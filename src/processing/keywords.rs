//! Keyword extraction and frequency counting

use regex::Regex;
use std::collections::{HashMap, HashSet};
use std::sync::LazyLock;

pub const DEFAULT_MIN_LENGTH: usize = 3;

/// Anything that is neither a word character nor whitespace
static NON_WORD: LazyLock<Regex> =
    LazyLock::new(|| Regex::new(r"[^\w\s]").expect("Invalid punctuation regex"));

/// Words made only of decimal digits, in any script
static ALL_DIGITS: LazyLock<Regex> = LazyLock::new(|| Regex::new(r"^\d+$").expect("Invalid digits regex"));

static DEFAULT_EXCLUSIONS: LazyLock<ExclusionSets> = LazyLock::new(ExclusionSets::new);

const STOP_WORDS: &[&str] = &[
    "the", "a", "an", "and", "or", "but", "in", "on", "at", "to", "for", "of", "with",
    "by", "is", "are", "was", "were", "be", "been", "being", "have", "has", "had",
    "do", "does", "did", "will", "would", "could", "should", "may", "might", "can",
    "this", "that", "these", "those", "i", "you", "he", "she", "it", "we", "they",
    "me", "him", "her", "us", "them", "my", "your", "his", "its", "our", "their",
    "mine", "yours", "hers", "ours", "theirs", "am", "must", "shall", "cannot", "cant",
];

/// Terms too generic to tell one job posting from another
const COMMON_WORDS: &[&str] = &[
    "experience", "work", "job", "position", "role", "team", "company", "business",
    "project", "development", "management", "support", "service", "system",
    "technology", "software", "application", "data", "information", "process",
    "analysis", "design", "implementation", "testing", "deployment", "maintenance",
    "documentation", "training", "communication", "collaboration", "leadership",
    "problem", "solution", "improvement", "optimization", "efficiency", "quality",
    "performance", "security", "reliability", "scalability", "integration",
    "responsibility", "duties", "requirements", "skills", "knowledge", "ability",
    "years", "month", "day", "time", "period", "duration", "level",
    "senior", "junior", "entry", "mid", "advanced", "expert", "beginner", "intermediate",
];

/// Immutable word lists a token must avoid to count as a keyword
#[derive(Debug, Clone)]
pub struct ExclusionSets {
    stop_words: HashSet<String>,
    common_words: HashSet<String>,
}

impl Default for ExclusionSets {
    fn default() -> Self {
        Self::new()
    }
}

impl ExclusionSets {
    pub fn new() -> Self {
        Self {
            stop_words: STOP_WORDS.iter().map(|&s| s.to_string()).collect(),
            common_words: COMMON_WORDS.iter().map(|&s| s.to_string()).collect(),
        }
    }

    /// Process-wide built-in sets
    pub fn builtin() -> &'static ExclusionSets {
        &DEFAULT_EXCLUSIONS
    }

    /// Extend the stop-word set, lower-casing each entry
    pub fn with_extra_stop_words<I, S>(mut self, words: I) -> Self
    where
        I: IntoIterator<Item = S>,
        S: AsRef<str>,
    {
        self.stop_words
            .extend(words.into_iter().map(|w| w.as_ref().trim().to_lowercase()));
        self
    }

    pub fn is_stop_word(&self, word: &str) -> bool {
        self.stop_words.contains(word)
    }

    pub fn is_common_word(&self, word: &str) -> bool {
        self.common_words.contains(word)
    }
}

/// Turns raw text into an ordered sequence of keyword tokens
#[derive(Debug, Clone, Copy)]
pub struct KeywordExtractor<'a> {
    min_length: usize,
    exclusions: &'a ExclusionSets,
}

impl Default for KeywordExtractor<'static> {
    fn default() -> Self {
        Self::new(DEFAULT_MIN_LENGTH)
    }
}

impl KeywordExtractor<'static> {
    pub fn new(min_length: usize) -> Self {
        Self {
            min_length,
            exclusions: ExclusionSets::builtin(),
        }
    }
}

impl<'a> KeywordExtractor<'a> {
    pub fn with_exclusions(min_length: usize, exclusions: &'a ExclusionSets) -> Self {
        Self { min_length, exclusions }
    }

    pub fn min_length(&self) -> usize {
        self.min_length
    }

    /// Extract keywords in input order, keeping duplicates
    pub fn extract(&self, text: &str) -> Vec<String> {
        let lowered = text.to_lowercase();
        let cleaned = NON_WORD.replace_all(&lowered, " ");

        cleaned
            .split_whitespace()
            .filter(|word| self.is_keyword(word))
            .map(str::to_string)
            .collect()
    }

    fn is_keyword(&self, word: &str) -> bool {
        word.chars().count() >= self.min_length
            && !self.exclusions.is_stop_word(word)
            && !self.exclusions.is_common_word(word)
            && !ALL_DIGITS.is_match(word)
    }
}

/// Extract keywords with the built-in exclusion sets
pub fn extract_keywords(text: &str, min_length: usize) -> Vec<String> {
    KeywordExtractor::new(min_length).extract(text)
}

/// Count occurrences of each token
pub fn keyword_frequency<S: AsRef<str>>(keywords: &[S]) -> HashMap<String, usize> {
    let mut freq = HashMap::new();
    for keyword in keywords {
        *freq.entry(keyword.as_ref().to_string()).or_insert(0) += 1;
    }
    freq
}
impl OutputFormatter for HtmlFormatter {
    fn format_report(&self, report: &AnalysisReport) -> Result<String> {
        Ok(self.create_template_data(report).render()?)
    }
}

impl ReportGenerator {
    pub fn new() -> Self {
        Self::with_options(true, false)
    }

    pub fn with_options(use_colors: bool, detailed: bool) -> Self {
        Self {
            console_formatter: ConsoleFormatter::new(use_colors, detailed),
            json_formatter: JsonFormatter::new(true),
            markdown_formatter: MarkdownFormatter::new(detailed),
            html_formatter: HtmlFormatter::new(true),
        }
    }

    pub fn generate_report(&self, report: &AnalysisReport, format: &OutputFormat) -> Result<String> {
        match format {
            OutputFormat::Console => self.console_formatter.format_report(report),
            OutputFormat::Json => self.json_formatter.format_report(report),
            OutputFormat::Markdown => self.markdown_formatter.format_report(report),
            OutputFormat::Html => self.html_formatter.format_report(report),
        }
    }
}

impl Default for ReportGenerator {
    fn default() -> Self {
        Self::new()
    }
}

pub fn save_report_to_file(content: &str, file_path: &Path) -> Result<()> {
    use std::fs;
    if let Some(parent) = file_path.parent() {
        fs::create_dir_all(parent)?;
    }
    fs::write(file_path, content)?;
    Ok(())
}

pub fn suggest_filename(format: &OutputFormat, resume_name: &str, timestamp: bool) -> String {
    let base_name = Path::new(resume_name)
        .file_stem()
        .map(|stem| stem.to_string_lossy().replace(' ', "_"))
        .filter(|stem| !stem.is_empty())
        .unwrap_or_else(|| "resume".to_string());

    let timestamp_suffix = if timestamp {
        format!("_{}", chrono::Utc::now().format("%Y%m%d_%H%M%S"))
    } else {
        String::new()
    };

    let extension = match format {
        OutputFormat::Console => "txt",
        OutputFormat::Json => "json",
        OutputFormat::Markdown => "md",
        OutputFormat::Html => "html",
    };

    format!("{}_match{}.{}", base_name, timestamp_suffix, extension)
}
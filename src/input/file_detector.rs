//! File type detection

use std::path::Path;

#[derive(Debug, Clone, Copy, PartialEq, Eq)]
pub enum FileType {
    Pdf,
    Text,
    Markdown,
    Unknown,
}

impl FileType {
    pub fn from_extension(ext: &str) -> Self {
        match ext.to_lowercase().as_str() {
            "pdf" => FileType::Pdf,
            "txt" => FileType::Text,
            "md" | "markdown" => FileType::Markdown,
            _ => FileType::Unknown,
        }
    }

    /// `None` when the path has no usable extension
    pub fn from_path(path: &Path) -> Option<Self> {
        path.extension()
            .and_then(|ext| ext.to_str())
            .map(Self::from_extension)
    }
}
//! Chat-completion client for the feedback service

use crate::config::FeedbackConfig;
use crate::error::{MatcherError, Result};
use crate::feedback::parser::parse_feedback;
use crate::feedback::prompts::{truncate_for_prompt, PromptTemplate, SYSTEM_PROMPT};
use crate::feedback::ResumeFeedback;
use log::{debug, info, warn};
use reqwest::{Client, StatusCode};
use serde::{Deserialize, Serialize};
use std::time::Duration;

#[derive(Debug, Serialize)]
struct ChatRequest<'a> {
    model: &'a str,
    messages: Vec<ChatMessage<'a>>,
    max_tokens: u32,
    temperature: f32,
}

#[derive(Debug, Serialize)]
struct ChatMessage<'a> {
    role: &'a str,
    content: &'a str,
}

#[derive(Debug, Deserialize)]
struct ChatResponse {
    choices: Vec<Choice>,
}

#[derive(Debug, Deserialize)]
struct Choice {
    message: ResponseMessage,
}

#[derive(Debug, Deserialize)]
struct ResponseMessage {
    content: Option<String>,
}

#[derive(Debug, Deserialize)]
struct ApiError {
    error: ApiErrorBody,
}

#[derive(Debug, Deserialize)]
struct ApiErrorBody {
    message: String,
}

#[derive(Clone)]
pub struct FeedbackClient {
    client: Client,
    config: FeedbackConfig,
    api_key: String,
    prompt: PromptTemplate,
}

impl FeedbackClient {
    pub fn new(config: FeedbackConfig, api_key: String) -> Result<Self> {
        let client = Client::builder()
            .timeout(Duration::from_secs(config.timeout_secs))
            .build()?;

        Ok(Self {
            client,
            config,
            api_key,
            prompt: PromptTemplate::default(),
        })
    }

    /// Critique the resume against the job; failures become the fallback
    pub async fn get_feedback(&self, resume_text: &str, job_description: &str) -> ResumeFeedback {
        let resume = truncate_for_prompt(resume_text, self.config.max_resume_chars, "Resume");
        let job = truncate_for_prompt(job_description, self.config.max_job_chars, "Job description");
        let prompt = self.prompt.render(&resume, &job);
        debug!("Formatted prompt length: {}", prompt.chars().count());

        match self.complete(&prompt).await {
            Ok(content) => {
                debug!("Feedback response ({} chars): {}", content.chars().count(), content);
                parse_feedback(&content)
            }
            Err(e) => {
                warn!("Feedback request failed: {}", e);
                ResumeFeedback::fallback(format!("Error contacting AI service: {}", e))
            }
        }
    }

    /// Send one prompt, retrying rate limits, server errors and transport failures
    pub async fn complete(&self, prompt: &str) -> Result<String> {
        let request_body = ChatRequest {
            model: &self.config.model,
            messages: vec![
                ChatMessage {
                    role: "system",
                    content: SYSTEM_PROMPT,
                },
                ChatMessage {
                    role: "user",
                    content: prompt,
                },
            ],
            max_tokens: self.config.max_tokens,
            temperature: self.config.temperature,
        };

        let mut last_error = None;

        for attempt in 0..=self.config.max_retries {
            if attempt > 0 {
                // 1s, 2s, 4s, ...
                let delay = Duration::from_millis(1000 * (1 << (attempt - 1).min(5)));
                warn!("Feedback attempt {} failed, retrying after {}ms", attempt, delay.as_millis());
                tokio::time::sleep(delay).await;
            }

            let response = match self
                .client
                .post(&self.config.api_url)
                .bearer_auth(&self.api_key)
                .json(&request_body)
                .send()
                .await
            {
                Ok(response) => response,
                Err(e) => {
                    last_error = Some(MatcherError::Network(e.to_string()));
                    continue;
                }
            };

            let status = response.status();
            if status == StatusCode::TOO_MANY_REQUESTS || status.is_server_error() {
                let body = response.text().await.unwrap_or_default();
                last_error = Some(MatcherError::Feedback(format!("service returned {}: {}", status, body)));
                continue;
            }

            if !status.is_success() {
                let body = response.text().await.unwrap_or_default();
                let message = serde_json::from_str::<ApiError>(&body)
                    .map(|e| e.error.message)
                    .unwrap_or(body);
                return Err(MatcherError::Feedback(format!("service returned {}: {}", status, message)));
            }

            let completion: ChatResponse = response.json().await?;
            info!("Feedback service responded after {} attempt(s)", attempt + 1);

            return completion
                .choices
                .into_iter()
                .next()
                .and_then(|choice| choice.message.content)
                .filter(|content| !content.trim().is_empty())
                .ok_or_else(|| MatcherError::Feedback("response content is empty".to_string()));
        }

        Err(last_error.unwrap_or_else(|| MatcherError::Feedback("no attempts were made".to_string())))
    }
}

* TO DO: Where does the string "cleaned" occur in the data above? Copy every line that holds it.

* SOLUTION FOR THIS EXERCISE:
        let cleaned = NON_WORD.replace_all(&lowered, " ");
        cleaned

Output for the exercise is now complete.